Musikalische Schubladen haben die dänische Sängerin Cæcilie Norby noch nie interessiert. Für sie ist die Melodie die Essenz von Musik und das entscheidende Kriterium, nachdem sie Musik bewertet und auswählt, frei von Genregrenzen. Eine Einstellung, die ein Abbild ihrer erstaunlichen Karriere und wohl auch ihr Erfolgsgeheimnis ist: Als Tochter klassischer Musiker brachte die Entdeckung des Jazz mit seinen bluesigen, swingenden und coolen Momenten die Entscheidung, doch in die Fußstapfen ihrer Eltern zu treten.

Wenig später, noch als Teenager, geriet sie in den Sog der Rock- und Popmusik. Als Reisende zwischen all diesen musikalischen Welten machte sie sich schnell einen Namen, zunächst in ihrer Funk-Jazzband „Frontline“, die in den frühen achtziger Jahren alle verfügbaren dänischen Jazzpreise bekam. Zusammen mit Nina Forsberg bildete sie danach das Pop-Duo „One Two“, das alleine in Dänemark eine Viertelmillion Alben verkaufte.

Hier wie in ihrer seit den frühen neunziger Jahren aufgenommenen Solokarriere war sie in Skandinavien zunächst die vielleicht wichtigste Figur des Brückenschlags zwischen Pop und Jazz, was sie international zur Wegbereiterin von Kolleginnen wie Rebekka Bakken, Silje Nergaard oder Viktoria Tolstoy machte. Als erste dänische Künstlerin wurde Norby vom legendären Blue Note Label unter Vertrag genommen, wo sie vier Alben aufnahm.

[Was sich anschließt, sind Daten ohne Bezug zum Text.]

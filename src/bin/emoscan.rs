//! Emoscan CLI - Command-line interface for the emoscan engine
//!
//! Commands:
//! - analyze: Run the analysis pipeline over a capture recording
//! - validate: Validate a capture recording against the schema
//! - schema: Print schema information
//!
//! Diagnostics (skipped frames, run summary) go to stderr via tracing; the
//! primary output on stdout stays machine-readable.

use clap::{Parser, Subcommand, ValueEnum};
use std::fs;
use std::io::{self, Read, Write};
use std::path::{Path, PathBuf};
use std::process::ExitCode;

use emoscan::encoder::{frames_to_json, ReportEncoder};
use emoscan::replay::{analyze_recording, CaptureRecording, CAPTURE_SCHEMA_VERSION};
use emoscan::{AnalysisError, DEFAULT_SAMPLE_INTERVAL_MS, ENGINE_VERSION};

/// Emoscan - frame-sampling affect and attention analysis
#[derive(Parser)]
#[command(name = "emoscan")]
#[command(version = ENGINE_VERSION)]
#[command(about = "Derive affect and attention scores from recorded video captures", long_about = None)]
struct Cli {
    #[command(subcommand)]
    command: Commands,
}

#[derive(Subcommand)]
enum Commands {
    /// Run the analysis pipeline over a capture recording
    Analyze {
        /// Capture recording path (use - for stdin)
        input: PathBuf,

        /// Output file path (use - for stdout)
        #[arg(short, long, default_value = "-")]
        output: PathBuf,

        /// Wall-clock sampling interval in milliseconds
        #[arg(long, default_value_t = DEFAULT_SAMPLE_INTERVAL_MS)]
        sample_interval: u64,

        /// Output format
        #[arg(long, default_value = "frames")]
        output_format: OutputFormat,
    },

    /// Validate a capture recording against the schema
    Validate {
        /// Capture recording path (use - for stdin)
        input: PathBuf,

        /// Output the validation report as JSON
        #[arg(long)]
        json: bool,
    },

    /// Print schema information
    Schema {
        /// Schema to print (input or output)
        #[arg(value_enum)]
        schema_type: SchemaType,
    },
}

#[derive(Clone, ValueEnum)]
enum OutputFormat {
    /// JSON array of frame records (compatibility format)
    Frames,
    /// Report envelope with producer and provenance metadata
    Report,
    /// Pretty-printed report envelope
    ReportPretty,
}

#[derive(Clone, ValueEnum)]
enum SchemaType {
    /// Input schema (affect.capture.v1)
    Input,
    /// Output frame-record fields
    Output,
}

fn main() -> ExitCode {
    init_tracing();

    let cli = Cli::parse();

    match run(cli) {
        Ok(()) => ExitCode::SUCCESS,
        Err(e) => {
            eprintln!(
                "{}",
                serde_json::to_string(&CliError::from(e))
                    .unwrap_or_else(|_| "Unknown error".to_string())
            );
            ExitCode::FAILURE
        }
    }
}

fn init_tracing() {
    use tracing_subscriber::EnvFilter;

    tracing_subscriber::fmt()
        .with_env_filter(
            EnvFilter::try_from_default_env().unwrap_or_else(|_| EnvFilter::new("emoscan=info")),
        )
        .with_writer(io::stderr)
        .init();
}

fn run(cli: Cli) -> Result<(), EmoscanCliError> {
    match cli.command {
        Commands::Analyze {
            input,
            output,
            sample_interval,
            output_format,
        } => cmd_analyze(&input, &output, sample_interval, output_format),

        Commands::Validate { input, json } => cmd_validate(&input, json),

        Commands::Schema { schema_type } => cmd_schema(schema_type),
    }
}

fn cmd_analyze(
    input: &Path,
    output: &Path,
    sample_interval: u64,
    output_format: OutputFormat,
) -> Result<(), EmoscanCliError> {
    let input_data = read_input(input)?;
    let recording = CaptureRecording::from_json(&input_data)?;
    let source_label = recording.source_label().to_string();

    let result = analyze_recording(recording, sample_interval)?;

    let output_data = match output_format {
        OutputFormat::Frames => frames_to_json(&result.frames)?,
        OutputFormat::Report => ReportEncoder::new().encode_to_json(&result, &source_label)?,
        OutputFormat::ReportPretty => {
            let report = ReportEncoder::new().encode(&result, &source_label);
            serde_json::to_string_pretty(&report)?
        }
    };

    if output.to_string_lossy() == "-" {
        let mut stdout = io::stdout();
        writeln!(stdout, "{output_data}")?;
        stdout.flush()?;
    } else {
        fs::write(output, output_data)?;
    }

    Ok(())
}

fn cmd_validate(input: &Path, json: bool) -> Result<(), EmoscanCliError> {
    let input_data = read_input(input)?;

    let report = match CaptureRecording::from_json(&input_data) {
        Ok(recording) => ValidationReport {
            valid: true,
            schema_version: Some(recording.schema_version.clone()),
            source: recording.source.clone(),
            fps: Some(recording.fps),
            frame_count: Some(recording.frames.len()),
            frames_with_face: Some(
                recording
                    .frames
                    .iter()
                    .filter(|f| f.landmarks.is_some())
                    .count(),
            ),
            error: None,
        },
        Err(e) => ValidationReport {
            valid: false,
            schema_version: None,
            source: None,
            fps: None,
            frame_count: None,
            frames_with_face: None,
            error: Some(e.to_string()),
        },
    };

    if json {
        println!("{}", serde_json::to_string_pretty(&report)?);
    } else {
        println!("Validation Report");
        println!("=================");
        if report.valid {
            println!("Schema:           {}", report.schema_version.as_deref().unwrap_or("-"));
            println!("Source:           {}", report.source.as_deref().unwrap_or("-"));
            println!("Frame rate:       {} fps", report.fps.unwrap_or(0.0));
            println!("Frames:           {}", report.frame_count.unwrap_or(0));
            println!("Frames with face: {}", report.frames_with_face.unwrap_or(0));
        } else {
            println!("Invalid: {}", report.error.as_deref().unwrap_or("unknown"));
        }
    }

    if report.valid {
        Ok(())
    } else {
        Err(EmoscanCliError::ValidationFailed)
    }
}

fn cmd_schema(schema_type: SchemaType) -> Result<(), EmoscanCliError> {
    match schema_type {
        SchemaType::Input => {
            println!("Input Schema: {}", CAPTURE_SCHEMA_VERSION);
            println!();
            println!("A capture recording describes one decoded video:");
            println!();
            println!("- schema_version: \"{}\"", CAPTURE_SCHEMA_VERSION);
            println!("- source: optional label of the original video");
            println!("- fps: frame rate of the decoded stream (must be > 0)");
            println!("- width, height: frame dimensions in pixels");
            println!("- frames: one entry per decoded frame, in stream order:");
            println!("  - emotions: raw classifier scores 0-100 per class");
            println!("    (happy, sad, angry, surprised, fearful, disgusted, neutral;");
            println!("    missing classes read as 0)");
            println!("  - dominant_emotion: classifier label (missing reads as neutral)");
            println!("  - landmarks: normalized {{x, y, z}} points for one face,");
            println!("    absent when no face was found");
        }
        SchemaType::Output => {
            println!("Output: ordered JSON array of frame records");
            println!();
            println!("Each record carries:");
            println!();
            println!("- timestamp: milliseconds from the start of the video");
            println!("- emotions: {{happy, sad, angry, surprised, fearful, disgusted, neutral}}");
            println!("  integer scores, each clamped to 0-100");
            println!("- dominantEmotion: classifier-supplied label");
            println!("- attentionScore: 0-100 (50 when no face was detected)");
            println!("- eyeContact: true when the nose sits dead-center of the frame");
            println!("- headPose: forward | left | right | up | down");
            println!("- bodyLanguage: {{posture, gestures}} (fixed placeholder)");
            println!("- engagement, confidence, stress: derived scores 0-100");
            println!();
            println!("Frames whose analysis failed are absent from the array.");
        }
    }

    Ok(())
}

// Helper functions

fn read_input(input: &Path) -> Result<String, EmoscanCliError> {
    if input.to_string_lossy() == "-" {
        if atty::is(atty::Stream::Stdin) {
            return Err(EmoscanCliError::StdinIsTty);
        }
        let mut buffer = String::new();
        io::stdin().read_to_string(&mut buffer)?;
        Ok(buffer)
    } else {
        Ok(fs::read_to_string(input)?)
    }
}

// Error types

#[derive(Debug)]
enum EmoscanCliError {
    Io(io::Error),
    Analysis(AnalysisError),
    Json(serde_json::Error),
    StdinIsTty,
    ValidationFailed,
}

impl From<io::Error> for EmoscanCliError {
    fn from(e: io::Error) -> Self {
        EmoscanCliError::Io(e)
    }
}

impl From<AnalysisError> for EmoscanCliError {
    fn from(e: AnalysisError) -> Self {
        EmoscanCliError::Analysis(e)
    }
}

impl From<serde_json::Error> for EmoscanCliError {
    fn from(e: serde_json::Error) -> Self {
        EmoscanCliError::Json(e)
    }
}

#[derive(serde::Serialize)]
struct CliError {
    code: String,
    message: String,
    hint: Option<String>,
}

impl From<EmoscanCliError> for CliError {
    fn from(e: EmoscanCliError) -> Self {
        match e {
            EmoscanCliError::Io(e) => CliError {
                code: "IO_ERROR".to_string(),
                message: e.to_string(),
                hint: Some("Check file paths and permissions".to_string()),
            },
            EmoscanCliError::Analysis(e) => {
                let code = match &e {
                    AnalysisError::InvalidRecording(_) | AnalysisError::Json(_) => {
                        "INVALID_RECORDING"
                    }
                    AnalysisError::SourceOpen(_) | AnalysisError::SourceRead(_) => "SOURCE_ERROR",
                    _ => "ANALYSIS_ERROR",
                };
                CliError {
                    code: code.to_string(),
                    message: e.to_string(),
                    hint: Some("Run 'emoscan validate' on the capture for details".to_string()),
                }
            }
            EmoscanCliError::Json(e) => CliError {
                code: "JSON_ERROR".to_string(),
                message: e.to_string(),
                hint: Some("Check JSON syntax".to_string()),
            },
            EmoscanCliError::StdinIsTty => CliError {
                code: "STDIN_TTY".to_string(),
                message: "stdin is a TTY, no capture data to read".to_string(),
                hint: Some("Pipe a capture recording or pass a file path".to_string()),
            },
            EmoscanCliError::ValidationFailed => CliError {
                code: "VALIDATION_FAILED".to_string(),
                message: "Capture recording failed validation".to_string(),
                hint: Some("Fix the reported schema errors and retry".to_string()),
            },
        }
    }
}

// Report types

#[derive(serde::Serialize)]
struct ValidationReport {
    valid: bool,
    #[serde(skip_serializing_if = "Option::is_none")]
    schema_version: Option<String>,
    #[serde(skip_serializing_if = "Option::is_none")]
    source: Option<String>,
    #[serde(skip_serializing_if = "Option::is_none")]
    fps: Option<f64>,
    #[serde(skip_serializing_if = "Option::is_none")]
    frame_count: Option<usize>,
    #[serde(skip_serializing_if = "Option::is_none")]
    frames_with_face: Option<usize>,
    #[serde(skip_serializing_if = "Option::is_none")]
    error: Option<String>,
}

Sie arbeitete mit vielen internationalen Stars zusammen, von Bugge Wesseltoft bis zu Mike Stern, Chick Corea oder Kurt Elling. Der wichtigste unter ihnen ist der Bassist Lars Danielsson, der eben nicht nur ihr Ehemann, sondern auch der Produzent und Partner fast aller ihrer Projekte wurde.

„Arabesque“ ist das ACT-Debüt von Norby: Erstmals schrieb sie Songtexte auf klassische Stücke, vor allem aus der Zeit des Impressionismus (u.a. Werke von Satie und Ravel). Doch Norby findet nicht nur in den Melodien der Klassik den jazzigen Ton, es geht auch umgekehrt. Mit zwei Songs veranschaulicht sie zum Beispiel eindrucksvoll, welcher „Klassiker“ Michel Legrand ist.

Cæcilie Norby schlägt mit ihrer Musik eindrucksvoll Brücken: Die Sängerin begeistert nicht nur Klassikfreunde, Jazzfreaks und Popfans – sondern einfach alle, die gute Melodien lieben.

Mit ihrem zweiten ACT-Album „Silent Ways“ (Juni 2013) kehrt Norby vor allem zur Musik ihrer Jugend zurück. Der Titel ist durchaus programmatisch zu verstehen, denn ein Dutzend ihrer Lieblings-Singer/Songwriter-Melodien hat sie dazu in eine fast kammermusikalische, ruhige Form gebracht. In Norbys Stimmtechnik, den Arrangements und den Improvisationen der prominent besetzten Band – neben Lars Danielsson sind Leszek Możdżer, Nguyên Lê, Robert Mehmet Ikiz und als Special Guest Marius Neset zu hören – zeigen sich die jazzigen und von den kulturellen Hintergünden der Musiker gefärbten Einflüsse.